People have been wondering on this site lately if there is still a role for psychiatrists. The short answer is maybe, if they can learn from us survivors. Currently, their best role would be to help people come off medication. Since they are allowed to prescribe medications and psychologists are not, we do still need a few around until this is changed. When and if psychologist are allowed to prescribe, psychiatrists will need to redefine their profession – these are my suggestions for how they can do this.
Principle # 1: Full disclosure: My thought is that psychiatric medications are best compared to painkillers: sometimes people need a short term temporary relief from their emotional distress. But the relief should come with full knowledge that the medication does not fix the problem, may worsen the problem, and should most likely be used short term. This complete disclosure might solve some of the problem, but maybe not, since opiod painkillers are theoretically prescribed with all of this information but still are one of the leading sources of prescription deaths.
Principle #2: Fully activated service recipients: Many enlightened doctors have told me, “I tell my patients all of those things and they still say, ‘I don’t care, just fix me, doc.'” Here is Wilma Townsend from SAMHSA’s Wellness Initiative saying this tackling this passivity is very important. And several of my friends have talked about when they were viewed as passive patients like that but came out of that role.
This might even include doctors selecting patients who are ready to work on recovery instead of maintaining an illness role for the rest of their lives. This is the opposite of what is currently done, where doctors say, “Do what I tell you or I won’t treat you.” The message might be, “Question everything, including me. That’s how you recover.” Check out the National Empowerment Center’s archived article by Judi Chamberlin, “Confessions of a noncompliant patient.”
Here are a few other possible roles for truly medication optimization informed psychiatrists:
- If they learned how to help us honestly use medications as a tool and with an evidence base (short term only with full informed disclosure), they could be a valuable partner in handling emotional distress.

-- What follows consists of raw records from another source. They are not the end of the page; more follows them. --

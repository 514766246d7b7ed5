use crate::core::model::HistogramSeries;

#[derive(Clone, Debug, Default, Eq, PartialEq)]
pub struct RunHistogram {
    counts: Vec<u64>,
}

impl RunHistogram {
    pub fn add(&mut self, len: usize) {
        if self.counts.len() <= len {
            self.counts.resize(len + 1, 0);
        }
        self.counts[len] += 1;
    }

    pub fn count(&self, len: usize) -> u64 {
        self.counts.get(len).copied().unwrap_or(0)
    }

    pub fn max_length(&self) -> Option<usize> {
        self.counts.iter().rposition(|&c| c > 0)
    }

    pub fn total(&self) -> u64 {
        self.counts.iter().sum()
    }

    pub fn is_empty(&self) -> bool {
        self.max_length().is_none()
    }

    /// Zero-filled series from `floor` to the longest observed length.
    pub fn series(&self, floor: usize) -> HistogramSeries {
        match self.max_length() {
            Some(max_len) if max_len >= floor => {
                (floor..=max_len).map(|len| (len, self.count(len))).collect()
            }
            _ => Vec::new(),
        }
    }
}
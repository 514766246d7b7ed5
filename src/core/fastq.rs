use anyhow::Result;
use std::io::BufRead;

#[derive(Clone, Copy, Debug)]
pub struct ReadView<'a> {
    pub id: &'a [u8],
    pub seq: &'a [u8],
    /// False when the input ended before all four lines were read.
    pub complete: bool,
}

pub struct FastqLines<R> {
    reader: R,
    id: Vec<u8>,
    seq: Vec<u8>,
    plus: Vec<u8>,
    qual: Vec<u8>,
}

impl<R: BufRead> FastqLines<R> {
    pub fn new(reader: R) -> Self {
        Self {
            reader,
            id: Vec::with_capacity(256),
            seq: Vec::with_capacity(1024),
            plus: Vec::with_capacity(16),
            qual: Vec::with_capacity(1024),
        }
    }

    pub fn next_record(&mut self) -> Result<Option<ReadView<'_>>> {
        if read_line(&mut self.reader, &mut self.id)? == 0 {
            return Ok(None);
        }
        let mut complete = read_line(&mut self.reader, &mut self.seq)? > 0;
        complete &= read_line(&mut self.reader, &mut self.plus)? > 0;
        complete &= read_line(&mut self.reader, &mut self.qual)? > 0;
        Ok(Some(ReadView {
            id: self.id.trim_ascii(),
            seq: self.seq.trim_ascii(),
            complete,
        }))
    }
}

fn read_line<R: BufRead>(reader: &mut R, buf: &mut Vec<u8>) -> Result<usize> {
    buf.clear();
    Ok(reader.read_until(b'\n', buf)?)
}

#[cfg(test)]
mod tests {
    use super::*;
    use std::io::Cursor;

    fn seqs(input: &str) -> Vec<String> {
        records(input).into_iter().map(|(seq, _)| seq).collect()
    }

    fn records(input: &str) -> Vec<(String, bool)> {
        let mut r = FastqLines::new(Cursor::new(input.as_bytes().to_vec()));
        let mut out = Vec::new();
        while let Some(rec) = r.next_record().unwrap() {
            out.push((String::from_utf8(rec.seq.to_vec()).unwrap(), rec.complete));
        }
        out
    }

    #[test]
    fn reads_four_line_groups() {
        let input = "@r1\nACGT\n+\nIIII\n@r2\nTTTT\n+\nIIII\n";
        assert_eq!(seqs(input), vec!["ACGT", "TTTT"]);
    }

    #[test]
    fn strips_crlf_and_padding() {
        let input = "@r1\r\n  AAAA \r\n+\r\nIIII\r\n";
        assert_eq!(seqs(input), vec!["AAAA"]);
    }

    #[test]
    fn truncated_tail_is_incomplete() {
        let input = "@r1\nACGT\n+\nIIII\n@r2\nAAAAAAAAAAAA\n";
        assert_eq!(
            records(input),
            vec![("ACGT".to_string(), true), ("AAAAAAAAAAAA".to_string(), false)]
        );
        assert!(!records("@r1\nACGT\n+\n")[0].1);
        assert!(!records("@r1\n")[0].1);
    }

    #[test]
    fn empty_sequence_line_is_still_complete() {
        assert_eq!(records("@r1\n\n+\n\n"), vec![(String::new(), true)]);
    }

    #[test]
    fn missing_final_newline_is_fine() {
        let input = "@r1\nACGT\n+\nIIII";
        assert_eq!(seqs(input), vec!["ACGT"]);
    }

    #[test]
    fn exposes_header() {
        let mut r = FastqLines::new(Cursor::new(b"@read one\nAC\n+\n#I\n".to_vec()));
        let rec = r.next_record().unwrap().unwrap();
        assert_eq!(rec.id, b"@read one");
        assert!(rec.complete);
        assert!(r.next_record().unwrap().is_none());
    }
}
pub mod args;
pub mod run;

- People who are on many meds and need to taper slowly need help getting smaller and smaller doses prescribed. Currently, most of the famous medication critics are on speaking tour and don’t have time for patients. Doctors who learn this information and know how to find patients who want it will have a busy practice ahead of them.
- Doctors who have learned basic biochemistry can use this to analyze the true literature sources just as we have done and start publishing their thoughts and conclusions. It doesn’t take much funding to put together a report of 10 or so case studies. There’s really not much more than this in the medication withdrawal academic literature currently and we desperately use doctors to pitch in here. Or anyone else.

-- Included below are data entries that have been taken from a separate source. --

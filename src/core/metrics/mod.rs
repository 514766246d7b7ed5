use crate::core::fastq::FastqLines;
use crate::core::model::{AnalysisConfig, THRESHOLDS};
use crate::core::scan;
use anyhow::Result;
use std::io::BufRead;

mod histogram;
mod offsets;

pub use histogram::RunHistogram;
pub use offsets::OffsetSummary;

#[derive(Clone, Debug, Eq, PartialEq)]
pub struct SampleStats {
    pub sample: String,
    pub total_reads: u64,
    /// Reads whose longest run reaches each of [`THRESHOLDS`].
    pub threshold_counts: [u64; THRESHOLDS.len()],
    pub histogram: RunHistogram,
    pub nearest_end_offsets: Vec<u64>,
    /// Records dropped for an empty sequence line or a truncated tail.
    pub skipped_records: u64,
}

impl SampleStats {
    pub fn percents(&self) -> [String; THRESHOLDS.len()] {
        self.threshold_counts
            .map(|count| format_percent(count, self.total_reads))
    }

        pub fn summary_cells(&self) -> Vec<String> {
        let mut cells = Vec::with_capacity(2 + THRESHOLDS.len() * 2);
        cells.push(self.sample.clone());
        cells.push(self.total_reads.to_string());
        cells.extend(self.threshold_counts.iter().map(|c| c.to_string()));
        cells.extend(self.percents());
        cells
    }

    pub fn offset_summary(&self) -> OffsetSummary {
        OffsetSummary::from_offsets(&self.nearest_end_offsets)
    }
}

pub fn summary_headers() -> Vec<String> {
    let mut headers = vec!["Sample".to_string(), "Total_Reads".to_string()];
    headers.extend(THRESHOLDS.iter().map(|t| format!("PolyA/T_{}+", t)));
    headers.extend(THRESHOLDS.iter().map(|t| format!("Percent_{}+", t)));
    headers
}

/// `100 * count / total` with two decimals; `0.00` when `total` is zero.
pub fn format_percent(count: u64, total: u64) -> String {
    if total == 0 {
        return "0.00".to_string();
    }
    format!("{:.2}", count as f64 * 100.0 / total as f64)
}

pub struct SampleAgg {
    cfg: AnalysisConfig,
    stats: SampleStats,
}

impl SampleAgg {
    pub fn new(sample: impl Into<String>, cfg: AnalysisConfig) -> Self {
        Self {
            cfg,
            stats: SampleStats {
                sample: sample.into(),
                total_reads: 0,
                threshold_counts: [0; THRESHOLDS.len()],
                histogram: RunHistogram::default(),
                nearest_end_offsets: Vec::new(),
                skipped_records: 0,
            },
        }
    }

    pub fn skip(&mut self) {
        self.stats.skipped_records += 1;
    }

    pub fn update(&mut self, seq: &[u8]) {
        if seq.is_empty() {
            self.skip();
            return;
        }
        self.stats.total_reads += 1;
        let Some(run) = scan::longest_run(seq) else {
            return;
        };
        for (count, &threshold) in self.stats.threshold_counts.iter_mut().zip(&THRESHOLDS) {
            if run.len >= threshold {
                *count += 1;
            }
        }
        if run.len >= self.cfg.hist_min_length {
            self.stats.histogram.add(run.len);
            self.stats
                .nearest_end_offsets
                .push(run.nearest_end_offset(seq.len()) as u64);
        }
    }

    pub fn finish(self) -> SampleStats {
        self.stats
    }
}

pub fn aggregate_reader<R: BufRead>(
    sample: &str,
    reader: R,
    cfg: AnalysisConfig,
) -> Result<SampleStats> {
    let mut lines = FastqLines::new(reader);
    let mut agg = SampleAgg::new(sample, cfg);
    while let Some(rec) = lines.next_record()? {
        if !rec.complete {
            log::warn!(
                "{}: truncated record {} at end of file",
                sample,
                String::from_utf8_lossy(rec.id)
            );
            agg.skip();
            continue;
        }
        agg.update(rec.seq);
    }
    Ok(agg.finish())
}

#[cfg(test)]
mod tests {
    use super::*;
    use proptest::prelude::*;
    use std::io::Cursor;

    fn fastq(seqs: &[&str]) -> Vec<u8> {
        let mut out = String::new();
        for (i, s) in seqs.iter().enumerate() {
            out.push_str(&format!("@r{}\n{}\n+\n{}\n", i, s, "I".repeat(s.len())));
        }
        out.into_bytes()
    }

    fn stats(seqs: &[&str]) -> SampleStats {
        aggregate_reader("s", Cursor::new(fastq(seqs)), AnalysisConfig::default()).unwrap()
    }

    #[test]
    fn single_qualifying_read_scenario() {
        let s = stats(&["AAAAAAAAAA", "GGGGGGGGGG"]);
        assert_eq!(s.total_reads, 2);
        assert_eq!(s.threshold_counts, [1, 0, 0]);
        assert_eq!(s.percents()[0], "50.00");
        assert_eq!(s.histogram.series(10), vec![(10, 1)]);
        assert_eq!(s.nearest_end_offsets, vec![0]);
    }

    #[test]
    fn long_run_increments_every_threshold() {
        let read = format!("CG{}CGCG", "T".repeat(22));
        let s = stats(&[read.as_str()]);
        assert_eq!(s.threshold_counts, [1, 1, 1]);
        assert_eq!(s.histogram.count(22), 1);
        assert_eq!(s.nearest_end_offsets, vec![2]);
    }

    #[test]
    fn short_runs_are_counted_but_not_binned() {
        let s = stats(&["AAAAAAAAA", "ACGT"]);
        assert_eq!(s.total_reads, 2);
        assert_eq!(s.threshold_counts, [0, 0, 0]);
        assert!(s.histogram.is_empty());
        assert!(s.nearest_end_offsets.is_empty());
    }

    #[test]
    fn empty_sequences_are_skipped() {
        let mut input = fastq(&["AAAAAAAAAAAA", ""]);
        input.extend_from_slice(b"@truncated\n");
        let s = aggregate_reader("s", Cursor::new(input), AnalysisConfig::default()).unwrap();
        assert_eq!(s.total_reads, 1);
        assert_eq!(s.skipped_records, 2);
        assert_eq!(s.threshold_counts[0], 1);
    }

    #[test]
    fn record_cut_after_sequence_is_skipped() {
        let input = b"@r1\nACGT\n+\nIIII\n@r2\nAAAAAAAAAAAA\n".to_vec();
        let s = aggregate_reader("s", Cursor::new(input), AnalysisConfig::default()).unwrap();
        assert_eq!(s.total_reads, 1);
        assert_eq!(s.skipped_records, 1);
        assert_eq!(s.threshold_counts, [0, 0, 0]);
        assert!(s.histogram.is_empty());
    }

    #[test]
    fn percent_formatting() {
        assert_eq!(format_percent(0, 0), "0.00");
        assert_eq!(format_percent(1, 4), "25.00");
        assert_eq!(format_percent(1, 3), "33.33");
        assert_eq!(format_percent(7, 7), "100.00");
    }

    #[test]
    fn summary_cells_follow_headers() {
        let s = stats(&["AAAAAAAAAAAAAAAA", "C"]);
        let headers = summary_headers();
        let cells = s.summary_cells();
        assert_eq!(headers.len(), cells.len());
        assert_eq!(
            headers,
            [
                "Sample",
                "Total_Reads",
                "PolyA/T_10+",
                "PolyA/T_15+",
                "PolyA/T_20+",
                "Percent_10+",
                "Percent_15+",
                "Percent_20+"
            ]
        );
        assert_eq!(cells, ["s", "2", "1", "1", "0", "50.00", "50.00", "0.00"]);
    }

    proptest! {
        #[test]
        fn counters_stay_consistent(reads in proptest::collection::vec("[ACGTN]{0,40}", 0..40)) {
            let refs: Vec<&str> = reads.iter().map(String::as_str).collect();
            let s = stats(&refs);
            let [c10, c15, c20] = s.threshold_counts;
            prop_assert!(c20 <= c15 && c15 <= c10 && c10 <= s.total_reads);
            prop_assert_eq!(s.histogram.total(), c10);
            prop_assert_eq!(s.nearest_end_offsets.len() as u64, c10);
            prop_assert_eq!(s.total_reads + s.skipped_records, reads.len() as u64);
        }
    }
}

- Doctors would be the best people to start UnDiagnosing Emotional Distress. People look up to the authority of doctors. The doctors I have heard talking about UnDiagnosing people have done a lot of good.
- It only takes 12 doctors to make a “board.” We could make a “Board Certified Medication Optimization” credential.

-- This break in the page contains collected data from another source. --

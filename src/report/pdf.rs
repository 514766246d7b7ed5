//! Minimal single-page PDF holding one JPEG image.
//!
//! Objects: 1 catalog, 2 page tree, 3 page sized to the image in pixels,
//! 4 image XObject (`/DCTDecode`), 5 content stream drawing the image over
//! the whole page. The same object templates feed the native encoder and
//! the JavaScript encoder embedded in the HTML report.

use std::fmt::{Display, Write as FmtWrite};

const HEADER: &str = "%PDF-1.4\n";
const OBJECTS: usize = 5;
const IMAGE_NAME: &str = "Im0";
const STREAM_TAIL: &str = "\nendstream\nendobj\n";

fn catalog() -> String {
    "1 0 obj << /Type /Catalog /Pages 2 0 R >> endobj\n".to_string()
}

fn pages() -> String {
    "2 0 obj << /Type /Pages /Kids [3 0 R] /Count 1 >> endobj\n".to_string()
}

fn page(width: impl Display, height: impl Display) -> String {
    format!(
        "3 0 obj << /Type /Page /Parent 2 0 R /MediaBox [0 0 {w} {h}] /Resources << /ProcSet [/PDF /ImageC] /XObject << /{img} 4 0 R >> >> /Contents 5 0 R >> endobj\n",
        w = width,
        h = height,
        img = IMAGE_NAME
    )
}

fn image_head(width: impl Display, height: impl Display, len: impl Display) -> String {
    format!(
        "4 0 obj << /Type /XObject /Subtype /Image /Width {} /Height {} /ColorSpace /DeviceRGB /BitsPerComponent 8 /Filter /DCTDecode /Length {} >> stream\n",
        width, height, len
    )
}

fn content(width: impl Display, height: impl Display) -> String {
    format!("q\n{} 0 0 {} 0 0 cm\n/{} Do\nQ\n", width, height, IMAGE_NAME)
}

fn content_object(len: impl Display, body: impl Display) -> String {
    format!("5 0 obj << /Length {} >> stream\n{}endstream\nendobj\n", len, body)
}

fn xref_head() -> String {
    format!("xref\n0 {}\n0000000000 65535 f \n", OBJECTS + 1)
}

/// `padded` must already be the 10-digit byte offset.
fn xref_entry(padded: impl Display) -> String {
    format!("{} 00000 n \n", padded)
}

fn trailer(xref_start: impl Display) -> String {
    format!(
        "trailer << /Size {} /Root 1 0 R >>\nstartxref\n{}\n%%EOF",
        OBJECTS + 1,
        xref_start
    )
}

/// Wraps a PDF page around `jpeg`, a baseline JPEG of `width` x `height` pixels.
pub fn encode_image_page(width: u32, height: u32, jpeg: &[u8]) -> Vec<u8> {
    let mut out = Vec::with_capacity(jpeg.len() + 1024);
    let mut offsets = [0usize; OBJECTS];

    out.extend_from_slice(HEADER.as_bytes());
    offsets[0] = out.len();
    out.extend_from_slice(catalog().as_bytes());
    offsets[1] = out.len();
    out.extend_from_slice(pages().as_bytes());
    offsets[2] = out.len();
    out.extend_from_slice(page(width, height).as_bytes());
    offsets[3] = out.len();
    out.extend_from_slice(image_head(width, height, jpeg.len()).as_bytes());
    out.extend_from_slice(jpeg);
    out.extend_from_slice(STREAM_TAIL.as_bytes());
    let body = content(width, height);
    offsets[4] = out.len();
    out.extend_from_slice(content_object(body.len(), &body).as_bytes());

    let xref_start = out.len();
    out.extend_from_slice(xref_head().as_bytes());
    for off in offsets {
        out.extend_from_slice(xref_entry(format!("{:010}", off)).as_bytes());
    }
    out.extend_from_slice(trailer(xref_start).as_bytes());
    out
}

/// JavaScript `imageToPdfBytes(imageBytes, width, height)` producing the
/// same layout as [`encode_image_page`].
pub fn js_encoder() -> String {
    let mut js = String::with_capacity(4096);
    let _ = write_js_encoder(&mut js);
    js
}

fn write_js_encoder(js: &mut String) -> std::fmt::Result {
    writeln!(js, "function imageToPdfBytes(imageBytes, width, height) {{")?;
    writeln!(js, "  const encoder = new TextEncoder();")?;
    writeln!(js, "  const chunks = [];")?;
    writeln!(js, "  const offsets = [];")?;
    writeln!(js, "  let position = 0;")?;
    writeln!(js, "  function append(data) {{")?;
    writeln!(
        js,
        "    const bytes = typeof data === 'string' ? encoder.encode(data) : data;"
    )?;
    writeln!(js, "    chunks.push(bytes);")?;
    writeln!(js, "    position += bytes.length;")?;
    writeln!(js, "  }}")?;
    writeln!(js, "  append({});", js_literal(HEADER))?;
    for object in [
        catalog(),
        pages(),
        page("${width}", "${height}"),
        image_head("${width}", "${height}", "${imageBytes.length}"),
    ] {
        writeln!(js, "  offsets.push(position); append({});", js_literal(&object))?;
    }
    writeln!(js, "  append(imageBytes);")?;
    writeln!(js, "  append({});", js_literal(STREAM_TAIL))?;
    writeln!(
        js,
        "  const content = {};",
        js_literal(&content("${width}", "${height}"))
    )?;
    writeln!(
        js,
        "  offsets.push(position); append({});",
        js_literal(&content_object("${encoder.encode(content).length}", "${content}"))
    )?;
    writeln!(js, "  const xrefStart = position;")?;
    writeln!(js, "  append({});", js_literal(&xref_head()))?;
    writeln!(
        js,
        "  offsets.forEach(offset => append({}));",
        js_literal(&xref_entry("${String(offset).padStart(10, '0')}"))
    )?;
    writeln!(js, "  append({});", js_literal(&trailer("${xrefStart}")))?;
    writeln!(js, "  const pdf = new Uint8Array(position);")?;
    writeln!(js, "  let at = 0;")?;
    writeln!(js, "  chunks.forEach(chunk => {{ pdf.set(chunk, at); at += chunk.length; }});")?;
    writeln!(js, "  return pdf;")?;
    writeln!(js, "}}")?;
    Ok(())
}

/// Template literal with newlines, backslashes and backticks escaped.
fn js_literal(s: &str) -> String {
    let mut out = String::with_capacity(s.len() + 8);
    out.push('`');
    for ch in s.chars() {
        match ch {
            '\n' => out.push_str("\\n"),
            '\\' => out.push_str("\\\\"),
            '`' => out.push_str("\\`"),
            c => out.push(c),
        }
    }
    out.push('`');
    out
}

- Doctors can start advertising by how little medications they prescribe.
- Doctors can monitor their recovery outcomes and start advertising with those results. If the Open Dialogue program can get 82% recovery rates just by switching people from a disease model to a life situation model, than doctors who do this in their practice can start adding up some impressive numbers. It would only take 5 or so case studies of 20 or so patients with 80% recovery rates for someone to sit up and take notice. Especially if the survivor community was behind this doctor with some social media efforts.
- Psychiatrists could actually collaborate with psychologists again. In my whole career as a mental patient, this only happened once.
- Psychiatrists could hire peer specialists instead of nurses or physician assistants and give people their initial 3 consults with a peer. I bet this could cut their patient load in half because an educated peer could tell people they didn’t really need to see the doctor.
So, if we can figure out a way to ask psychiatrists for help in a way that doesn’t demonize them, we’d be a lot more likely to get some help. But, doctors need to listen to us, too.